Claridge’s Owner Records €91m Loss Post-Covid

An opulent hotel chain registered in the UK, at the heart of a disagreement between property developer Paddy McKillen and a member of the Qatari royal family, suffered a loss of £77.8 million (€91.6 million) in the previous year. This occurred despite a boost in trading income in the aftermath of the Covid-19 restrictions being lifted and the extension of its principal London establishment by adding a new wing.

Coroin, the owner of the five-star Claridge’s Hotel in London and Maybourne Beverly Hills in Los Angeles, also reversed an impairment charge of nearly £19.7 million recorded in 2022 following a reevaluation of its London properties, as stated in the consolidated accounts registered in London.

Tax losses at Coroin, managed by Luxembourg-registered firm Regis Investments, owned by ex-Qatari Emir Sheikh Hamad Bin Khalifa Al Thani, surged by over £10 million post taxation in 2023, totaling £77.8 million. The company attributed this decrement to the payable interest on its debt of nearly £1.2 billion, triggering a surge in Coroin’s financing costs by over 73 per cent, reaching £86.3 million.

In the prior year, the hotel chain renegotiated a loan of £396.8 million with Qatari-based Dukhan Bank, due for settlement the past October. This altered the repayment schedule to October 2028, as noted in the accounts.

In addition, Coroin’s holding company, along with its US subsidiary, contracted another loan worth £194.8 million with Deutsche Bank where the Al Thani family is among major stakeholders. The loan matures in 2028 and the bulk of it was employed to clear a JPMorgan loan in the previous September.

Last year witnessed a leap in the group’s total revenue by 20 per cent, hitting £170.1 million, an increase from approximately £141 million in 2022, according to the accounts. Separate records for the entity operating behind Claridge’s revealed a bounce from a slight loss in 2022 to an after-tax profit greater than £3 million, on revenues of £119.3 million, marking up by over 21 per cent.

In a document associated with their balance sheets, Coroin’s board members reported that the company had acquired the “beneficial title” to a building next to Claridge’s on Brook Street from a subsidiary. The merger of this renovated property with the existing hotel has allowed for a larger hotel, adding a new wing, totalling 269 rooms after the completion of development works in the last quarter of the previous year. Although Claridge’s has bounced back from the pandemic, the recovery of the US market has lagged, they added. Maybourne Beverly Hills reported an operating loss of £16.9 million at the end of 2023.

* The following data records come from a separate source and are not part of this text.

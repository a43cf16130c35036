//! Rules files.
//!
//! A rules file is a JSON object whose fields all default to the standard
//! rules, so `{}` is a valid file and `{"piece_count": 3}` changes only the
//! piece count.

use std::fs;
use std::path::Path;
use std::time::Duration;

use landgrab::Rules;
use serde::{Deserialize, Serialize};

use super::CliError;

/// Serialized form of [`Rules`].
#[derive(Debug, Clone, Copy, PartialEq, Eq, Serialize, Deserialize)]
#[serde(default, deny_unknown_fields)]
pub(super) struct RulesConfig {
    /// Time a strategy gets per turn, in milliseconds.
    pub(super) turn_timeout_ms: u64,
    /// Pieces per side.
    pub(super) piece_count: u32,
    /// Starting life of every piece.
    pub(super) life: i32,
    /// Starting damage of every piece.
    pub(super) damage: i32,
    /// Life gained per kill.
    pub(super) life_growth: i32,
    /// Damage gained per kill.
    pub(super) damage_growth: i32,
}

impl Default for RulesConfig {
    fn default() -> Self {
        Self::from_rules(&Rules::standard())
    }
}

impl RulesConfig {
    /// Capture existing rules.
    pub(super) fn from_rules(rules: &Rules) -> Self {
        Self {
            turn_timeout_ms: u64::try_from(rules.turn_timeout().as_millis()).unwrap_or(u64::MAX),
            piece_count: rules.piece_count(),
            life: rules.life(),
            damage: rules.damage(),
            life_growth: rules.life_growth(),
            damage_growth: rules.damage_growth(),
        }
    }

    /// Validate into [`Rules`].
    ///
    /// # Errors
    ///
    /// Returns an error if the values don't make a playable game.
    pub(super) fn into_rules(self) -> Result<Rules, CliError> {
        Ok(Rules::new(
            Duration::from_millis(self.turn_timeout_ms),
            self.piece_count,
            self.life,
            self.damage,
            self.life_growth,
            self.damage_growth,
        )?)
    }

    /// Parse a rules file.
    ///
    /// # Errors
    ///
    /// Returns an error if the file can't be read or isn't valid JSON.
    pub(super) fn load(path: &Path) -> Result<Self, CliError> {
        let text = fs::read_to_string(path)
            .map_err(|e| CliError::new(format!("Failed to read {}: {e}", path.display())))?;
        serde_json::from_str(&text)
            .map_err(|e| CliError::new(format!("Failed to parse {}: {e}", path.display())))
    }
}

/// Load rules from an optional file, falling back to the standard rules.
///
/// # Errors
///
/// Returns an error if the file can't be loaded or holds invalid rules.
pub(super) fn load_rules(path: Option<&Path>) -> Result<Rules, CliError> {
    match path {
        Some(path) => RulesConfig::load(path)?.into_rules(),
        None => Ok(Rules::standard()),
    }
}

#[cfg(test)]
mod tests {
    use super::*;
    use std::io::Write;
    use tempfile::NamedTempFile;

    fn write_config(text: &str) -> NamedTempFile {
        let mut file = NamedTempFile::new().unwrap();
        file.write_all(text.as_bytes()).unwrap();
        file
    }

    #[test]
    fn test_empty_object_is_standard() {
        let file = write_config("{}");
        assert_eq!(load_rules(Some(file.path())).unwrap(), Rules::standard());
    }

    #[test]
    fn test_no_file_is_standard() {
        assert_eq!(load_rules(None).unwrap(), Rules::standard());
    }

    #[test]
    fn test_partial_override() {
        let file = write_config(r#"{"piece_count": 3, "turn_timeout_ms": 500}"#);
        let rules = load_rules(Some(file.path())).unwrap();
        assert_eq!(rules.piece_count(), 3);
        assert_eq!(rules.board_size(), 7);
        assert_eq!(rules.turn_timeout(), Duration::from_millis(500));
        assert_eq!(rules.life(), Rules::standard().life());
    }

    #[test]
    fn test_invalid_rules_rejected() {
        let file = write_config(r#"{"life": 0}"#);
        let err = load_rules(Some(file.path())).unwrap_err();
        assert!(err.to_string().contains("life must be positive"));
    }

    #[test]
    fn test_oversized_board_rejected() {
        let file = write_config(r#"{"piece_count": 16384}"#);
        let err = load_rules(Some(file.path())).unwrap_err();
        assert!(err.to_string().contains("piece count 16384 is too large"));
    }

    #[test]
    fn test_unknown_field_rejected() {
        let file = write_config(r#"{"pieces": 3}"#);
        assert!(load_rules(Some(file.path())).is_err());
    }

    #[test]
    fn test_missing_file() {
        let dir = tempfile::tempdir().unwrap();
        let err = load_rules(Some(&dir.path().join("absent.json"))).unwrap_err();
        assert!(err.to_string().starts_with("Failed to read"));
    }

    #[test]
    fn test_serialized_round_trip() {
        let config = RulesConfig::default();
        let text = serde_json::to_string(&config).unwrap();
        assert_eq!(serde_json::from_str::<RulesConfig>(&text).unwrap(), config);
    }
}
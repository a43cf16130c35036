//! Array-backed indices keyed by cells and piece ids.
//!
//! The board is a fixed square and piece ids are dense, so every key maps
//! to a unique slot without hashing: a cell lives at `row * size + column`
//! and a piece id at `id - 1`. Out-of-range and sentinel keys read as absent
//! and writes to them are ignored, so a bad key can never corrupt an index.

use crate::game::{Cell, NO_PIECE_ID, Piece, PieceId};

/// Values with a reserved "absent" sentinel.
pub(crate) trait Sentinel: Copy + PartialEq {
    /// The absent value.
    const NONE: Self;
}

impl Sentinel for Cell {
    const NONE: Self = Cell::NONE;
}

impl Sentinel for Piece {
    const NONE: Self = Piece::NONE;
}

/// Map from piece id to a value.
#[derive(Debug, Clone, PartialEq, Eq)]
pub(crate) struct PieceMap<T> {
    slots: Vec<T>,
}

impl<T: Sentinel> PieceMap<T> {
    /// Create an empty map for ids `1..=len`.
    pub(crate) fn new(len: usize) -> Self {
        Self {
            slots: vec![T::NONE; len],
        }
    }

    #[inline]
    fn slot(&self, id: PieceId) -> Option<usize> {
        if id == NO_PIECE_ID {
            return None;
        }
        let idx = usize::try_from(id - 1).ok()?;
        (idx < self.slots.len()).then_some(idx)
    }

    /// Get the value for the id, if there is one.
    #[inline]
    pub(crate) fn get(&self, id: PieceId) -> Option<T> {
        self.slot(id)
            .map(|idx| self.slots[idx])
            .filter(|value| *value != T::NONE)
    }

    /// Set the value for the id.
    #[inline]
    pub(crate) fn set(&mut self, id: PieceId, value: T) {
        if let Some(idx) = self.slot(id) {
            self.slots[idx] = value;
        }
    }

    /// Remove the id's value.
    #[inline]
    pub(crate) fn remove(&mut self, id: PieceId) {
        self.set(id, T::NONE);
    }
}

/// Map from board cell to the id of the piece on it.
#[derive(Debug, Clone, PartialEq, Eq)]
pub(crate) struct CellMap {
    size: i32,
    cells: Vec<PieceId>,
}

impl CellMap {
    /// Create an empty map for a square board with sides of `size`.
    pub(crate) fn new(size: i32) -> Self {
        let side = usize::try_from(size).unwrap_or(0);
        Self {
            size,
            cells: vec![NO_PIECE_ID; side * side],
        }
    }

    #[inline]
    #[allow(clippy::cast_sign_loss)]
    fn slot(&self, cell: Cell) -> Option<usize> {
        // on_board guarantees both coordinates are non-negative.
        cell.on_board(self.size)
            .then(|| (cell.row() * self.size + cell.column()) as usize)
    }

    /// Get the id of the piece on the cell, if any.
    #[inline]
    pub(crate) fn get(&self, cell: Cell) -> Option<PieceId> {
        self.slot(cell)
            .map(|idx| self.cells[idx])
            .filter(|&id| id != NO_PIECE_ID)
    }

    /// Put the piece on the cell.
    #[inline]
    pub(crate) fn set(&mut self, cell: Cell, id: PieceId) {
        if let Some(idx) = self.slot(cell) {
            self.cells[idx] = id;
        }
    }

    /// Empty the cell.
    #[inline]
    pub(crate) fn remove(&mut self, cell: Cell) {
        self.set(cell, NO_PIECE_ID);
    }

    /// Iterate over occupied cells and the ids on them in row-major order.
    #[allow(clippy::cast_possible_truncation, clippy::cast_possible_wrap)]
    pub(crate) fn iter(&self) -> impl Iterator<Item = (Cell, PieceId)> + '_ {
        let size = self.size;
        self.cells
            .iter()
            .enumerate()
            .filter(|(_, id)| **id != NO_PIECE_ID)
            .map(move |(idx, &id)| {
                let idx = idx as i32;
                (Cell::new(idx / size, idx % size), id)
            })
    }
}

The Belfast-born real estate developer, Mr McKillen, got involved with the hotel group in 2004 by purchasing more than a third stake in a consortium directed by Irish investor Derek Quinlan. Mr McKillen then wrestled for control of the hotels with the wealthy Barclay brothers and ultimately won Qatari support for his stake in 2015.

However, that partnership fell apart with Mr McKillen’s dismissal from the board in 2022. He then initiated a lawsuit, alleging that he is entitled to billions of pounds based on a profit-sharing agreement made with the Qataris at the time of the 2015 sale. This sale appraised Claridge’s and other hotels in the broader Maybourne group at £1.3 billion. The legal dispute, which spans multiple jurisdictions, is still in progress.